Coupe du Monde : derrière le spectacle des buts, la lutte – Les mouvements de mécontentement ont permis un renouvellement du front social brésilien

Alors que show de la coupe du monde s’est emparé de la planète, occupant écrans et discussions, les luttes de différents secteurs de la population brésilienne viennent mettre à mal cet emballement faussement unanime.

Il n’est pas besoin de revenir ici sur le caractère sordide de la grand-messe de la coupe du monde. Notre journal [« solidaritéS »] a déjà dénoncé le comportement de la FIFA et de l’UEFA, qui avouent leur préférence pour les régimes dictatoriaux, imposent des règles liberticides, s’approprient la majeure partie des profits… Le véritable intérêt de cet événement réside plutôt dans le fait qu’il a suscité et médiatisé de larges mouvements de mécontentement social.

Les deux visages de la croissance

La situation du Brésil après 12 années de gouvernement PT (parti des travailleurs) est ambivalente. Le pays a bien connu une croissance forte, son PIB par habitant ayant dépassé les 12 000 dollars en 2013, ce qui constitue un record pour le pays. De larges couches de la population précarisée (35 à 40 millions) sont venues renforcées la classe moyenne. L’éducation s’est également fortement améliorée : la population universitaire a doublé en dix ans.

Cependant cette croissance ne doit pas faire oublier les problèmes qui marquent encore la société brésilienne. La création d’emplois et l’augmentation des salaires découlant plus de la croissance économique que d’une véritable politique redistributive du PT, la crise actuelle vient mettre à mal ces acquis mal protégés du fait de l’absence d’une telle politique. De plus, les emplois qui ont été créés ces dernières années se situent en grande partie dans le secteur des services, où les conditions de travail restent précaires, marquées par de bas salaires et un renouvellement permanent du personnel, ne garantissant donc pas des emplois à long terme, donnant naissance à un nouveau prolétariat.

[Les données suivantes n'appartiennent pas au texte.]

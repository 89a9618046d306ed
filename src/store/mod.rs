// ============================================================================
// Order Store - persistence abstraction
// ============================================================================
//
// The store is the single source of truth for "does this id exist".
// Backends are picked at construction time and handed to the lifecycle
// service as `Arc<dyn OrderStore>`.
//
// ============================================================================

mod memory;
mod scylla;

use async_trait::async_trait;

use crate::domain::order::Order;
use crate::health::HealthStatus;

pub use memory::InMemoryOrderStore;
pub use scylla::ScyllaOrderStore;

#[derive(Debug, thiserror::Error)]
pub enum StoreError {
    #[error("order {0} already exists")]
    Conflict(String),

    #[error("order {0} not found")]
    NotFound(String),

    #[error("id {0} cannot be represented by this backend")]
    InvalidId(String),

    #[error("backend error: {0}")]
    Backend(String),

    #[error("document encoding failed: {0}")]
    Serialization(#[from] serde_json::Error),
}

#[async_trait]
pub trait OrderStore: Send + Sync {
    /// Inserts a new order and returns what was stored. Backends that assign
    /// identity return the order carrying the assigned id.
    async fn add(&self, order: Order) -> Result<Order, StoreError>;

    /// `Ok(None)` for an unknown id, never an error.
    async fn get(&self, id: &str) -> Result<Option<Order>, StoreError>;

    /// Whole-record replace. Atomic per record.
    async fn update(&self, id: &str, order: Order) -> Result<(), StoreError>;

    /// All orders, in no particular order.
    async fn list(&self) -> Result<Vec<Order>, StoreError>;

    /// Backend name for logs and health reports.
    fn backend_name(&self) -> &'static str;

    /// Cheap liveness check against the backend.
    async fn health(&self) -> HealthStatus {
        HealthStatus::Healthy
    }
}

On peut également ajouter que la croissance économique n’a en rien supprimé la violence qui marque le pays. Au contraire, cette dernière a augmenté de manière constante ces dernières années. Selon Le Monde, le Brésil possède la triste statistique de voir un meurtre sur dix au niveau mondial être commis sur son territoire, et avec un taux de vingt-neuf homicides pour 100 000 habitants, de se situer à un niveau comparable à celui de la République démocratique du Congo, qui est lui en guerre depuis vingt ans.

Absence de réponse étatique

Face à cette violence et aux nouvelles formes de précarisation, le gouvernement de Dilma Rousseff fait surtout preuve d’inefficacité. Pire, le monde politique brésilien reste marqué par une forte corruption et un gaspillage fréquent. Ces tares, la coupe du monde de football est venue les souligner de manière criante : un budget initial qui explose pour atteindre les onze milliards de dollars ? ; la répression parfois brutale des mouvements démocratiques, etc. L’ampleur des moyens déployés jette un éclairage froid sur le contre-champ de cette coupe du monde. Pourquoi dépenser autant pour des stades alors que cet argent aurait pu être dépensé pour l’éducation, les hôpitaux, les universités, les transports ou les emplois ?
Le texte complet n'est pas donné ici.